## AIM OF THE EXERCISE
Copy out all lines in the data below containing the string "SearchState".
%%
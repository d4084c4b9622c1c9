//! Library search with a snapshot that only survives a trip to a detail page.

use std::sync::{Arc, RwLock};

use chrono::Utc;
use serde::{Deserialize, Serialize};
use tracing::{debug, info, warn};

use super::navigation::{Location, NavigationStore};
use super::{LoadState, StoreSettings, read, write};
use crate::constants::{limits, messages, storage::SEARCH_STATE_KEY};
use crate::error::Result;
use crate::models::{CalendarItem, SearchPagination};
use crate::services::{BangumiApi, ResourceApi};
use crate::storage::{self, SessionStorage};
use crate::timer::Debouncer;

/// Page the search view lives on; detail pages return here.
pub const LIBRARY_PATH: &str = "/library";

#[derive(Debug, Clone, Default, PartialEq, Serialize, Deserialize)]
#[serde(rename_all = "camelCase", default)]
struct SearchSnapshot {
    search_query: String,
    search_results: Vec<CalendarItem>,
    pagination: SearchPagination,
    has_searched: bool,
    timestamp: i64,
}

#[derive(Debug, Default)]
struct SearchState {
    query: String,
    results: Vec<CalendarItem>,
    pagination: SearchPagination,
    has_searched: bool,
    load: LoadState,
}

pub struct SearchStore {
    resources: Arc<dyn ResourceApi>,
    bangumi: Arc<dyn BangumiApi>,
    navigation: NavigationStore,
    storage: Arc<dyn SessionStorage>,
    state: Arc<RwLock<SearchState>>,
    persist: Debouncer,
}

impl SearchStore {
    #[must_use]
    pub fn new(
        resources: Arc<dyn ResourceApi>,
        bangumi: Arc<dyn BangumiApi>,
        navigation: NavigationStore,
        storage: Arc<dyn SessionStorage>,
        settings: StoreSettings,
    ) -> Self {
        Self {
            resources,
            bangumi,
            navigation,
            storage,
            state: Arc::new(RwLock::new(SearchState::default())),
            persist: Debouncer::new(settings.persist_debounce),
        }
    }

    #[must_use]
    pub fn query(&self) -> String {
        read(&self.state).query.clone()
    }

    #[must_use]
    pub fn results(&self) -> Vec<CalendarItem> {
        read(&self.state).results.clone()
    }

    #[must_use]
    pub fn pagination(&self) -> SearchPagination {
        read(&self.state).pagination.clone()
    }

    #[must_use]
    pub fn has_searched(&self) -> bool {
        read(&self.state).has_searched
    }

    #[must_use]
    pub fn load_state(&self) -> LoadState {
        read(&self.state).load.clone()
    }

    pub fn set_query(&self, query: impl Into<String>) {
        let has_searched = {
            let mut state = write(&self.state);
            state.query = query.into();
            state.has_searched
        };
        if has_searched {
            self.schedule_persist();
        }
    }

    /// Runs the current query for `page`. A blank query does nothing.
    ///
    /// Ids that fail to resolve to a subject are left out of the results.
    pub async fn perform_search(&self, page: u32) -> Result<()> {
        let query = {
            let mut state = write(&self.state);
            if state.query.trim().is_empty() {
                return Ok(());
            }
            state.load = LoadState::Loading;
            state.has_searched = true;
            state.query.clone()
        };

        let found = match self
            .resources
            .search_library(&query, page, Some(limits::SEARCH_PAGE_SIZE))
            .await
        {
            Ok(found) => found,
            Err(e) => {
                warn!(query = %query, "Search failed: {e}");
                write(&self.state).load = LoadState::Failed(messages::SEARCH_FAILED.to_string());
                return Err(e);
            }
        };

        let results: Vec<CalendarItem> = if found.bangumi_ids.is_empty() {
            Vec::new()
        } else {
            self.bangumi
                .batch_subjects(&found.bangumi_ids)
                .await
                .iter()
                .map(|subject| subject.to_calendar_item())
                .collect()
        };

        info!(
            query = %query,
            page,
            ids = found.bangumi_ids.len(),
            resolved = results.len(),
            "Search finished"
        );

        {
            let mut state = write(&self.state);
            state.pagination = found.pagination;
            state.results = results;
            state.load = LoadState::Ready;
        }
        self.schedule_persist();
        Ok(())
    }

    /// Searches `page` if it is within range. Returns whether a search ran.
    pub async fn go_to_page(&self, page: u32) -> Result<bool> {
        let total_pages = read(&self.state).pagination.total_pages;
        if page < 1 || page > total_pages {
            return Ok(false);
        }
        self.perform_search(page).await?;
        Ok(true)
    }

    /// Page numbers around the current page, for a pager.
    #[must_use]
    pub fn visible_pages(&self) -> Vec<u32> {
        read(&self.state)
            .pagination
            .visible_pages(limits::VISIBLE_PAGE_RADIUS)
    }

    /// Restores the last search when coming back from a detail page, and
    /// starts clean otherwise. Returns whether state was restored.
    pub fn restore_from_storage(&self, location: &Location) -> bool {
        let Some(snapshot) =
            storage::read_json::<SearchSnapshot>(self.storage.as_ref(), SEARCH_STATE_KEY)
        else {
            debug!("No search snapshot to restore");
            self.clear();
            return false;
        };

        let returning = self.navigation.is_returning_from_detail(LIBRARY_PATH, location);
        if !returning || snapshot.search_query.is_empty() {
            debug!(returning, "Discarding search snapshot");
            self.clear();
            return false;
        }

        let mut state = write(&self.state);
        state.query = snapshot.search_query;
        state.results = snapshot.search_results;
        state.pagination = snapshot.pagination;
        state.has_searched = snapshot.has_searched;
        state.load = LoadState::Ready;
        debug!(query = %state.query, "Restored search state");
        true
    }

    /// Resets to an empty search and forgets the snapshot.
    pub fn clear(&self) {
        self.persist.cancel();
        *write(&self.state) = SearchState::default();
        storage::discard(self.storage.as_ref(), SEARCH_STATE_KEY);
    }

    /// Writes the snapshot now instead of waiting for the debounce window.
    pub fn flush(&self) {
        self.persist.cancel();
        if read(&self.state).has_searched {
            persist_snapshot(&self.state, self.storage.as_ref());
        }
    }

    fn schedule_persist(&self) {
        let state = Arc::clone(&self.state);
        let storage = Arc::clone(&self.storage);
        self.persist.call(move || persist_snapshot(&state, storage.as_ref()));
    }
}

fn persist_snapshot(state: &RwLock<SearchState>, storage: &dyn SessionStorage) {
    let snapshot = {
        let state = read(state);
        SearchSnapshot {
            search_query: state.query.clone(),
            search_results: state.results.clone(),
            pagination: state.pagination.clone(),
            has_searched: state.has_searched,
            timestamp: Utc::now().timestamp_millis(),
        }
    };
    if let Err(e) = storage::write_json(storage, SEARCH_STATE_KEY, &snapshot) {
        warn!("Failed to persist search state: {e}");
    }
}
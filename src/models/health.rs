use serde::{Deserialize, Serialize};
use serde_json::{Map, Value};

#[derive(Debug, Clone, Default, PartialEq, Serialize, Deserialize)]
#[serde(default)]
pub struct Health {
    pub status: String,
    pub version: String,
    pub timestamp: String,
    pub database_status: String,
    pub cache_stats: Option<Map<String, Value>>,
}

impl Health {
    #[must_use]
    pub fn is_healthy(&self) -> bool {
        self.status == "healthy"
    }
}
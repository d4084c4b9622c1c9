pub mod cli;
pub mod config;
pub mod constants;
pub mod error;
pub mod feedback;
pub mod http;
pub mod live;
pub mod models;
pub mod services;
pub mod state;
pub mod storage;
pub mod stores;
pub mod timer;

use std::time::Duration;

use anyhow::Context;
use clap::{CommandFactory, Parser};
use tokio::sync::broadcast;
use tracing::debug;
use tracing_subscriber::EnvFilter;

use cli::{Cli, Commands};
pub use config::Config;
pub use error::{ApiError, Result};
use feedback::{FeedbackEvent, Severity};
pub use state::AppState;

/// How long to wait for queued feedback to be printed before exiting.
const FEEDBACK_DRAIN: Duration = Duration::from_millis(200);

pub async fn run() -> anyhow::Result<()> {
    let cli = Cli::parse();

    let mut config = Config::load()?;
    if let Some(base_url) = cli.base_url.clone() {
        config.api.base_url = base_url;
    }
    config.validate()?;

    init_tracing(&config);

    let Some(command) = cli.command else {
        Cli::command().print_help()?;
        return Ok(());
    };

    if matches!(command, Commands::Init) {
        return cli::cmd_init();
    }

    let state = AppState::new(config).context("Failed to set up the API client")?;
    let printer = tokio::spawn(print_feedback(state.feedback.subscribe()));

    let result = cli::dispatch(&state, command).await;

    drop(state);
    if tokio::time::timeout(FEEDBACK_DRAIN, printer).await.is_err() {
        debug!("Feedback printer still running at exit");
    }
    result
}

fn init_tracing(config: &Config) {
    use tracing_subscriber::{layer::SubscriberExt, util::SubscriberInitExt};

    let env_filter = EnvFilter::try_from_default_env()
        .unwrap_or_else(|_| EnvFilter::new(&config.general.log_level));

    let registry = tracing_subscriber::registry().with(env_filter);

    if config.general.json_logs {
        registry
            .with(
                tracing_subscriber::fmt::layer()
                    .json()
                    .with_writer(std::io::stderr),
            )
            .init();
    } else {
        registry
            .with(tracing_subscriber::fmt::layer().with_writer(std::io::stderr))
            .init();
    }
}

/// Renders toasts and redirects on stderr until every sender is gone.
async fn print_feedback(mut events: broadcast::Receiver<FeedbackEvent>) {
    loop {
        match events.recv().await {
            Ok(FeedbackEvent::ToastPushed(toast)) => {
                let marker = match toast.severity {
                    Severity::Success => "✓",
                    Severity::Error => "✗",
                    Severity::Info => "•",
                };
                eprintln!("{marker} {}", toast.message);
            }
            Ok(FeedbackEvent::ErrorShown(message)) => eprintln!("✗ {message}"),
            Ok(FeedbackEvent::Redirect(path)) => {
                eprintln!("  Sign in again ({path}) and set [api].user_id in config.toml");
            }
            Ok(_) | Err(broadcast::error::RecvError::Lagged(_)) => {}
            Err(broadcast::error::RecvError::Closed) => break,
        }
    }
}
%%
## EXERCISE SOLUTION
struct SearchState {
    state: Arc<RwLock<SearchState>>,
            state: Arc::new(RwLock::new(SearchState::default())),
        *write(&self.state) = SearchState::default();
fn persist_snapshot(state: &RwLock<SearchState>, storage: &dyn SessionStorage) {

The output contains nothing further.